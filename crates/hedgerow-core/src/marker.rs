#![forbid(unsafe_code)]

//! Marker flags carried by elements.
//!
//! Markers replace presentation class names. The widget reasons purely in
//! flags; the host maps whichever flags it cares about back to its own
//! styling vocabulary.

use bitflags::bitflags;

bitflags! {
    /// Structural and state markers stamped onto elements.
    #[derive(Debug, Clone, Copy, PartialEq, Eq, Hash)]
    pub struct Markers: u16 {
        /// Container a widget is mounted on.
        const ROOT        = 1 << 0;
        /// Summary cell.
        const ITEM        = 1 << 1;
        /// Expandable detail panel.
        const POP         = 1 << 2;
        /// Row container holding items.
        const ITEM_ROW    = 1 << 3;
        /// Row container holding pops.
        const POP_ROW     = 1 << 4;
        /// The currently expanded item.
        const ITEM_ACTIVE = 1 << 5;
        /// The currently expanded pop.
        const POP_ACTIVE  = 1 << 6;
        /// The pop row of the pair containing the expanded pop.
        const ROW_ACTIVE  = 1 << 7;
    }
}

impl Default for Markers {
    fn default() -> Self {
        Self::empty()
    }
}

#[cfg(test)]
mod tests {
    use super::*;

    #[test]
    fn default_is_empty() {
        assert!(Markers::default().is_empty());
    }

    #[test]
    fn flags_are_distinct() {
        let all = [
            Markers::ROOT,
            Markers::ITEM,
            Markers::POP,
            Markers::ITEM_ROW,
            Markers::POP_ROW,
            Markers::ITEM_ACTIVE,
            Markers::POP_ACTIVE,
            Markers::ROW_ACTIVE,
        ];
        for (i, a) in all.iter().enumerate() {
            for b in &all[i + 1..] {
                assert!((*a & *b).is_empty(), "{a:?} overlaps {b:?}");
            }
        }
    }

    #[test]
    fn insert_and_remove_compose() {
        let mut m = Markers::ITEM | Markers::ITEM_ACTIVE;
        m.remove(Markers::ITEM_ACTIVE);
        assert_eq!(m, Markers::ITEM);
        m.insert(Markers::ITEM_ACTIVE);
        assert!(m.contains(Markers::ITEM | Markers::ITEM_ACTIVE));
    }
}
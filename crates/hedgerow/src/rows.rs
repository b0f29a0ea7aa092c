#![forbid(unsafe_code)]

//! Row allocation arithmetic.
//!
//! A row pair is the unit of allocation: one item row plus its pop row.
//! The allocator only does the counting; materializing and destroying the
//! containers is the layout builder's job.

use crate::{Result, WidgetError};

/// Number of row pairs required to hold `item_count` items at `columns`
/// items per row.
///
/// A zero column count is a configuration error, never silently treated
/// as one.
pub fn needed_pairs(item_count: usize, columns: u16) -> Result<usize> {
    if columns == 0 {
        return Err(WidgetError::InvalidColumns(0));
    }
    Ok(item_count.div_ceil(columns as usize))
}

/// Signed difference between required and existing row pairs.
///
/// Positive: add that many pairs. Negative: remove that many pairs from
/// the end. Zero: no structural change.
pub fn row_delta(item_count: usize, columns: u16, existing: usize) -> Result<isize> {
    let needed = needed_pairs(item_count, columns)?;
    Ok(needed as isize - existing as isize)
}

----

▸ **TASK BRIEF**:
Each line of the listing should be reproduced without any alteration.

▸ **TASK RESULT**:
filename crates/hedgerow-core/src/marker.rs
#![forbid(unsafe_code)]

//! Marker flags carried by elements.
//!
//! Markers replace presentation class names. The widget reasons purely in
//! flags; the host maps whichever flags it cares about back to its own
//! styling vocabulary.

use bitflags::bitflags;

bitflags! {
    /// Structural and state markers stamped onto elements.
    #[derive(Debug, Clone, Copy, PartialEq, Eq, Hash)]
    pub struct Markers: u16 {
        /// Container a widget is mounted on.
        const ROOT        = 1 << 0;
        /// Summary cell.
        const ITEM        = 1 << 1;
        /// Expandable detail panel.
        const POP         = 1 << 2;
        /// Row container holding items.
        const ITEM_ROW    = 1 << 3;
        /// Row container holding pops.
        const POP_ROW     = 1 << 4;
        /// The currently expanded item.
        const ITEM_ACTIVE = 1 << 5;
        /// The currently expanded pop.
        const POP_ACTIVE  = 1 << 6;
        /// The pop row of the pair containing the expanded pop.
        const ROW_ACTIVE  = 1 << 7;
    }
}

impl Default for Markers {
    fn default() -> Self {
        Self::empty()
    }
}

#[cfg(test)]
mod tests {
    use super::*;

    #[test]
    fn default_is_empty() {
        assert!(Markers::default().is_empty());
    }

    #[test]
    fn flags_are_distinct() {
        let all = [
            Markers::ROOT,
            Markers::ITEM,
            Markers::POP,
            Markers::ITEM_ROW,
            Markers::POP_ROW,
            Markers::ITEM_ACTIVE,
            Markers::POP_ACTIVE,
            Markers::ROW_ACTIVE,
        ];
        for (i, a) in all.iter().enumerate() {
            for b in &all[i + 1..] {
                assert!((*a & *b).is_empty(), "{a:?} overlaps {b:?}");
            }
        }
    }

    #[test]
    fn insert_and_remove_compose() {
        let mut m = Markers::ITEM | Markers::ITEM_ACTIVE;
        m.remove(Markers::ITEM_ACTIVE);
        assert_eq!(m, Markers::ITEM);
        m.insert(Markers::ITEM_ACTIVE);
        assert!(m.contains(Markers::ITEM | Markers::ITEM_ACTIVE));
    }
}
filename crates/hedgerow/src/rows.rs
repository b0f29a0ea7aa092c
#![forbid(unsafe_code)]

//! Row allocation arithmetic.
//!
//! A row pair is the unit of allocation: one item row plus its pop row.
//! The allocator only does the counting; materializing and destroying the
//! containers is the layout builder's job.

use crate::{Result, WidgetError};

/// Number of row pairs required to hold `item_count` items at `columns`
/// items per row.
///
/// A zero column count is a configuration error, never silently treated
/// as one.
pub fn needed_pairs(item_count: usize, columns: u16) -> Result<usize> {
    if columns == 0 {
        return Err(WidgetError::InvalidColumns(0));
    }
    Ok(item_count.div_ceil(columns as usize))
}

/// Signed difference between required and existing row pairs.
///
/// Positive: add that many pairs. Negative: remove that many pairs from
/// the end. Zero: no structural change.
pub fn row_delta(item_count: usize, columns: u16, existing: usize) -> Result<isize> {
    let needed = needed_pairs(item_count, columns)?;
    Ok(needed as isize - existing as isize)
}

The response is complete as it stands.